I do not believe in adaptations. Adaptations are always, somehow, a flattening of the original work, an assassination of the original text. Because of this, I define the work done in the miniseries as an “approximation”. Reason why I decided to adopt a different title, Capitu, instead of Dom Casmurro, the original title of the romance. Thus, the idea of approximation would become even clearer, revealing itself not as a mere attempt to transpose from a support to another but rather as a dialogue with the original work.
In the show, I am reaffirming the doubt present in Dom Casmurro as part of the cultural and dialectic process of modernity. And I believe doubt is neither unmoral or immoral, it is not a sin. The writer of the romance, Machado de Assis, appeared as a man ahead of its time, a new aesthetic proposal in relation to the literature at the time that was produced in the country and abroad. The option for the doubt turns the romance into a mythical struggle between the mere appearance of things and the truth of the world.
The very beginning of the romance fill us with emotions due to the idea of continuation. The first time a character speaks in the romance – and this character is no other than Dom Casmurro – says only a word to the young poet that plays him: ‘Continue’. This speech as such an extreme power. I like to think Machado was successful – regardless of the high quality of his literature – because he knew how to continue, to insist in his obsessive themes, assuming all kinds of risks.

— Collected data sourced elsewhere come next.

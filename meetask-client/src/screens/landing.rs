/// Landing screen: login entry
///
/// The only screen reachable without a session. Login is redirect-based
/// OAuth, so the controller just exposes the browser navigation target;
/// there is nothing to fetch.
use crate::routes::Route;
use crate::store::Store;

/// Controller for the login landing page
pub struct LandingScreen {
    store: Store,
}

impl LandingScreen {
    pub fn new(store: Store) -> Self {
        LandingScreen { store }
    }

    /// Where the "log in" button navigates (browser navigation, not XHR)
    pub fn login_url(&self) -> String {
        self.store.login_url()
    }

    /// Where an authenticated visitor is routed instead
    pub fn authenticated_route(&self) -> Route {
        Route::Groups
    }
}
#[cfg(test)]
mod tests {
    use super::*;
    use crate::models::task::AssignedUser;

    fn task(id: i64, priority: Priority, status: Status, deadline: Option<&str>) -> Task {
        Task {
            id,
            title: format!("task {id}"),
            description: String::new(),
            deadline: deadline.map(|d| d.parse().unwrap()),
            priority,
            status,
            assigned_user: None,
            group_id: Some(7),
            created_at: None,
        }
    }

    fn assigned(mut t: Task, member_id: i64) -> Task {
        t.assigned_user = Some(AssignedUser {
            id: member_id,
            user_name: format!("member {member_id}"),
            picture: String::new(),
        });
        t
    }

    fn sample_tasks() -> Vec<Task> {
        vec![
            task(1, Priority::Low, Status::NotStartedYet, Some("2025-09-10")),
            assigned(
                task(2, Priority::High, Status::InProgress, Some("2025-09-01")),
                101,
            ),
            task(3, Priority::Middle, Status::Done, None),
            assigned(
                task(4, Priority::High, Status::NotStartedYet, Some("2025-08-20")),
                102,
            ),
            task(5, Priority::Middle, Status::NotStartedYet, Some("2025-09-05")),
        ]
    }

    #[test]
    fn test_empty_filter_passes_everything() {
        let tasks = sample_tasks();
        let filter = TaskFilter::default();

        let passed: Vec<_> = tasks.iter().filter(|t| filter.matches(t)).collect();
        assert_eq!(passed.len(), tasks.len());
    }

    #[test]
    fn test_filter_by_priority() {
        let tasks = sample_tasks();
        let mut filter = TaskFilter::default();
        filter.toggle_priority(Priority::High);

        let passed: Vec<_> = tasks.iter().filter(|t| filter.matches(t)).collect();
        assert_eq!(passed.len(), 2);
        assert!(passed.iter().all(|t| t.priority == Priority::High));
    }

    #[test]
    fn test_filter_by_assignee_excludes_unassigned() {
        let tasks = sample_tasks();
        let mut filter = TaskFilter::default();
        filter.toggle_assignee(101);

        let passed: Vec<_> = tasks.iter().filter(|t| filter.matches(t)).collect();
        assert_eq!(passed.len(), 1);
        assert_eq!(passed[0].id, 2);
    }

    #[test]
    fn test_filter_dimensions_are_anded() {
        let tasks = sample_tasks();
        let mut filter = TaskFilter::default();
        filter.toggle_priority(Priority::High);
        filter.toggle_assignee(102);

        let passed: Vec<_> = tasks.iter().filter(|t| filter.matches(t)).collect();
        assert_eq!(passed.len(), 1);
        assert_eq!(passed[0].id, 4);
    }

    #[test]
    fn test_filter_toggle_roundtrip() {
        let mut filter = TaskFilter::default();
        filter.toggle_priority(Priority::Low);
        assert!(!filter.is_empty());
        filter.toggle_priority(Priority::Low);
        assert!(filter.is_empty());
    }

    #[test]
    fn test_title_search_is_case_insensitive() {
        let mut tasks = sample_tasks();
        tasks[0].title = "Write Report".to_string();

        let filter = TaskFilter {
            title: "report".to_string(),
            ..Default::default()
        };

        let passed: Vec<_> = tasks.iter().filter(|t| filter.matches(t)).collect();
        assert_eq!(passed.len(), 1);
        assert_eq!(passed[0].id, 1);
    }

    #[test]
    fn test_sort_by_priority_is_stable() {
        let mut tasks = vec![
            task(1, Priority::Middle, Status::NotStartedYet, None),
            task(2, Priority::High, Status::NotStartedYet, None),
            task(3, Priority::Middle, Status::NotStartedYet, None),
            task(4, Priority::Low, Status::NotStartedYet, None),
        ];
        sort_tasks(&mut tasks, SortKey::Priority);

        let ids: Vec<_> = tasks.iter().map(|t| t.id).collect();
        // High first, then the two middles in their original order
        assert_eq!(ids, vec![2, 1, 3, 4]);
    }

    #[test]
    fn test_sort_by_deadline_puts_undated_last() {
        let mut tasks = vec![
            task(1, Priority::High, Status::NotStartedYet, None),
            task(2, Priority::Low, Status::NotStartedYet, Some("2025-09-05")),
            task(3, Priority::Middle, Status::NotStartedYet, Some("2025-09-01")),
        ];
        sort_tasks(&mut tasks, SortKey::Deadline);

        let ids: Vec<_> = tasks.iter().map(|t| t.id).collect();
        assert_eq!(ids, vec![3, 2, 1]);
    }

    #[test]
    fn test_sort_priority_deadline_breaks_ties_by_deadline() {
        let mut tasks = vec![
            task(1, Priority::High, Status::NotStartedYet, Some("2025-09-10")),
            task(2, Priority::High, Status::NotStartedYet, Some("2025-09-01")),
            task(3, Priority::High, Status::NotStartedYet, None),
            task(4, Priority::Middle, Status::NotStartedYet, Some("2025-08-01")),
        ];
        sort_tasks(&mut tasks, SortKey::PriorityDeadline);

        let ids: Vec<_> = tasks.iter().map(|t| t.id).collect();
        assert_eq!(ids, vec![2, 1, 3, 4]);
    }

    #[test]
    fn test_unset_priority_ranks_last() {
        let mut tasks = vec![
            task(1, Priority::NotSet, Status::NotStartedYet, Some("2025-01-01")),
            task(2, Priority::Low, Status::NotStartedYet, None),
        ];
        sort_tasks(&mut tasks, SortKey::PriorityDeadline);

        let ids: Vec<_> = tasks.iter().map(|t| t.id).collect();
        assert_eq!(ids, vec![2, 1]);
    }

    #[test]
    fn test_board_buckets_partition_the_collection() {
        let tasks = sample_tasks();
        let board = BoardView::build(&tasks, &TaskFilter::default(), SortKey::PriorityDeadline);

        assert_eq!(board.total(), tasks.len());

        // Pairwise disjoint: every id appears exactly once across buckets
        let mut seen: Vec<i64> = board
            .not_started
            .iter()
            .chain(&board.in_progress)
            .chain(&board.done)
            .map(|t| t.id)
            .collect();
        seen.sort_unstable();
        seen.dedup();
        assert_eq!(seen.len(), tasks.len());

        // Bucket membership is a pure function of status
        assert!(board
            .not_started
            .iter()
            .all(|t| t.status == Status::NotStartedYet));
        assert!(board
            .in_progress
            .iter()
            .all(|t| t.status == Status::InProgress));
        assert!(board.done.iter().all(|t| t.status == Status::Done));
    }

    #[test]
    fn test_board_counts_scenario() {
        // Group 7 with one task per status renders 1,1,1
        let tasks = vec![
            task(1, Priority::High, Status::NotStartedYet, None),
            task(2, Priority::Middle, Status::InProgress, None),
            task(3, Priority::Low, Status::Done, None),
        ];
        let board = BoardView::build(&tasks, &TaskFilter::default(), SortKey::PriorityDeadline);
        assert_eq!(board.counts(), (1, 1, 1));
    }

    #[test]
    fn test_empty_collection_yields_empty_buckets() {
        let board = BoardView::build(&[], &TaskFilter::default(), SortKey::Deadline);
        assert!(board.is_empty());
        assert_eq!(board.counts(), (0, 0, 0));
    }

    #[test]
    fn test_filtered_board_keeps_sorted_order_within_buckets() {
        let tasks = sample_tasks();
        let board = BoardView::build(&tasks, &TaskFilter::default(), SortKey::PriorityDeadline);

        // not_started holds ids 4 (high), 5 (middle), 1 (low)
        let ids: Vec<_> = board.not_started.iter().map(|t| t.id).collect();
        assert_eq!(ids, vec![4, 5, 1]);
    }

    #[test]
    fn test_priority_counts_tally() {
        let tasks = sample_tasks();
        let counts = PriorityCounts::tally(tasks.iter().map(|t| t.priority));

        assert_eq!(counts.high, 2);
        assert_eq!(counts.middle, 2);
        assert_eq!(counts.low, 1);
        assert_eq!(counts.unset, 0);
        assert_eq!(counts.total(), 5);
        assert_eq!(counts.get(Priority::High), 2);
    }
}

The opera, of which Machado was an enthusiast, had a significant role in this approximation I proposed for the romance. He wrote and stated “life is a comical opera, with some serious parts, with some serious melody”. When Machado stated that, he is also reflecting on the world of appearances, where, most of the times, appearances are more valued than truth itself. This is the world of masks. It is the world of opera as a metaphor for social relationships.